You surely have your hands full! But everyone is right, it is not for you to raise your daughters children, so I would make it abundantly clear you are not going to do their jobs as mothers for them.
I cannot imagine getting pregnant at 15. I was 18 and had just graduated from high school when I found I was pregnant with my son. I had him when I was 19 and now, at 24, I'm still struggling. I'm in college part time and work about 55 hours a week while I take care of him. His dad has been no where to be found since I ended up pregnant, so I don't get support from him or really care to have anything to do with him. That was an ugly situation and a different story all it's own.
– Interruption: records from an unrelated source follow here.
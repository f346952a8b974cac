//! Line-mode glyph table.
//!
//! The resource alternates header and data lines. Each data line (odd 0-based
//! index) holds the digits `x0 y0 x1 y1 ...` of one glyph, in ascending
//! character order starting from space. Consecutive point pairs are the
//! endpoints of one line segment.

use crate::error::FontTableLoadError;
use crate::glyph_index::glyph_index;

const EMBEDDED_LINE_FONT: &str = include_str!("../fonts/ascii_line.txt");

/// One stroke endpoint in glyph grid units
#[derive(Debug, Clone, Copy, PartialEq, Eq)]
pub struct StrokePoint {
    pub x: u8,
    pub y: u8,
}

impl StrokePoint {
    pub const fn new(x: u8, y: u8) -> Self {
        Self { x, y }
    }
}

/// Per-glyph stroke lists for the line pipeline.
#[derive(Debug, Clone, Default, PartialEq, Eq)]
pub struct StrokeTable {
    glyphs: Vec<Vec<StrokePoint>>,
}

impl StrokeTable {
    /// Parse a line font resource held in memory.
    pub fn parse(source: &str) -> Result<Self, FontTableLoadError> {
        Self::parse_named(source, "<memory>")
    }

    /// The stroke font bundled with this crate, covering `' '..='~'`.
    pub fn embedded() -> Result<Self, FontTableLoadError> {
        Self::parse_named(EMBEDDED_LINE_FONT, "<embedded line font>")
    }

    pub(crate) fn parse_named(source: &str, source_name: &str) -> Result<Self, FontTableLoadError> {
        let mut glyphs = Vec::new();

        for (line_idx, line) in source.lines().enumerate() {
            if line_idx % 2 == 0 {
                continue;
            }
            let line = line.trim_end();

            let mut digits = Vec::with_capacity(line.len());
            for (col_idx, ch) in line.chars().enumerate() {
                let digit = ch.to_digit(10).ok_or(FontTableLoadError::InvalidCell {
                    line: line_idx + 1,
                    column: col_idx + 1,
                    found: ch,
                })?;
                digits.push(digit as u8);
            }

            if digits.len() % 2 != 0 {
                return Err(FontTableLoadError::OddCoordinateCount {
                    line: line_idx + 1,
                    count: digits.len(),
                });
            }

            glyphs.push(
                digits
                    .chunks_exact(2)
                    .map(|pair| StrokePoint::new(pair[0], pair[1]))
                    .collect(),
            );
        }

        if glyphs.is_empty() {
            return Err(FontTableLoadError::Empty {
                source_name: source_name.to_string(),
            });
        }

        Ok(Self { glyphs })
    }

    /// Number of glyphs in the table
    pub fn glyph_count(&self) -> usize {
        self.glyphs.len()
    }

    pub fn is_empty(&self) -> bool {
        self.glyphs.is_empty()
    }

    /// Stroke points of the glyph for `ch`.
    ///
    /// Characters without a glyph in this table get an empty list.
    pub fn strokes(&self, ch: char) -> &[StrokePoint] {
        match glyph_index(ch) {
            Some(index) => self.strokes_at(index),
            None => &[],
        }
    }

    /// Stroke points by glyph index; empty when the index is past the table.
    pub fn strokes_at(&self, index: usize) -> &[StrokePoint] {
        self.glyphs
            .get(index)
            .map(Vec::as_slice)
            .unwrap_or_default()
    }
}

#[cfg(test)]
mod tests {
    use super::*;

    const TWO_GLYPHS: &str = "# 32 ' '\n\n# 33 '!'\n31353737\n";

    #[test]
    fn test_parse_pairs_by_sequence() {
        let table = StrokeTable::parse(TWO_GLYPHS).unwrap();
        assert_eq!(table.glyph_count(), 2);
        assert!(table.strokes(' ').is_empty());
        assert_eq!(
            table.strokes('!'),
            &[
                StrokePoint::new(3, 1),
                StrokePoint::new(3, 5),
                StrokePoint::new(3, 7),
                StrokePoint::new(3, 7),
            ]
        );
    }

    #[test]
    fn test_missing_glyph_is_empty() {
        let table = StrokeTable::parse(TWO_GLYPHS).unwrap();
        assert!(table.strokes('A').is_empty());
        assert!(table.strokes('\n').is_empty());
        assert!(table.strokes_at(500).is_empty());
    }

    #[test]
    fn test_odd_digit_count() {
        let err = StrokeTable::parse("# 32\n123\n").unwrap_err();
        assert!(matches!(
            err,
            FontTableLoadError::OddCoordinateCount { line: 2, count: 3 }
        ));
    }

    #[test]
    fn test_non_digit() {
        let err = StrokeTable::parse("# 32\n12a4\n").unwrap_err();
        assert!(matches!(
            err,
            FontTableLoadError::InvalidCell {
                line: 2,
                column: 3,
                found: 'a'
            }
        ));
    }

    #[test]
    fn test_header_only_is_empty() {
        assert!(matches!(
            StrokeTable::parse("# 32 ' '"),
            Err(FontTableLoadError::Empty { .. })
        ));
    }

    #[test]
    fn test_embedded_covers_printable_ascii() {
        let table = StrokeTable::embedded().unwrap();
        assert_eq!(table.glyph_count(), crate::GLYPH_COUNT);
        assert!(table.strokes(' ').is_empty());
        assert_eq!(table.strokes('A').len(), 8);
        let inside = |p: &StrokePoint| {
            (p.x as usize) < crate::GLYPH_COLUMNS && (p.y as usize) < crate::GLYPH_ROWS
        };
        assert!(
            table.strokes('~').iter().all(inside),
            "Strokes should stay inside the glyph grid"
        );
    }
}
I was really surprised at how my dad responded. I thought he would push me to give the baby up for adoption, yell and scream at me for being such an idiot, but he didn't. He asked me what I wanted to do, and left it at that. I didn't feel like adoption was an option, and I wasn't going to abort. As bad as it may sound, and as much as I love my son, I wish I would have considered the other options a bit more haevily. It is SO HARD to do this day in and day out. I watch the few friends I have actually kept since I had him go out whenever they want, a couple of them finished college and are having a blast with life, and here I sit, paying $1000 a month between daycare and rent alone, and sometimes I feel like I'm in way over my head.
After almost 5 years of this though I have adjusted. Life for me is not near what life would be like for any 20ish person who doesn't have kids, and I think your girls have to understand that. Your friends don't want to hang out with you or your loud, crying, pooping baby. You can't go party, hang out with the gang, and you spend days at work and nights at home or trying to finish your degree (if they have sense about them they will continue with school, it's just a LOT harder with a kid), and it's pulling teeth to get a sitter so I can go out on a date or hang out with the girls once every couple of months.
They have to understand the huge changes that will occur if they choose to keep the babies. To their life, their bodies, and most importantly, the stress os raising a child, especially alone.
I wish you the best of luck R., both your girls too. In the meantime, start checking into government programs that can insure the new babies, such as the Hoosier Healwise program offers in Indiana, a part of Medicaid, don't know what you have in KY. There are also a ton of services out there to help, during pregnancy ad after birth, pay for food for your girls while they are pregnant (the one in Indiana pays for milk, cereal, peanut butter, cheese, etc) and formula for the babies after they have them. That program helped me save about $100 or so a month in formula. I reccommend using google to find out what your local government has to offer.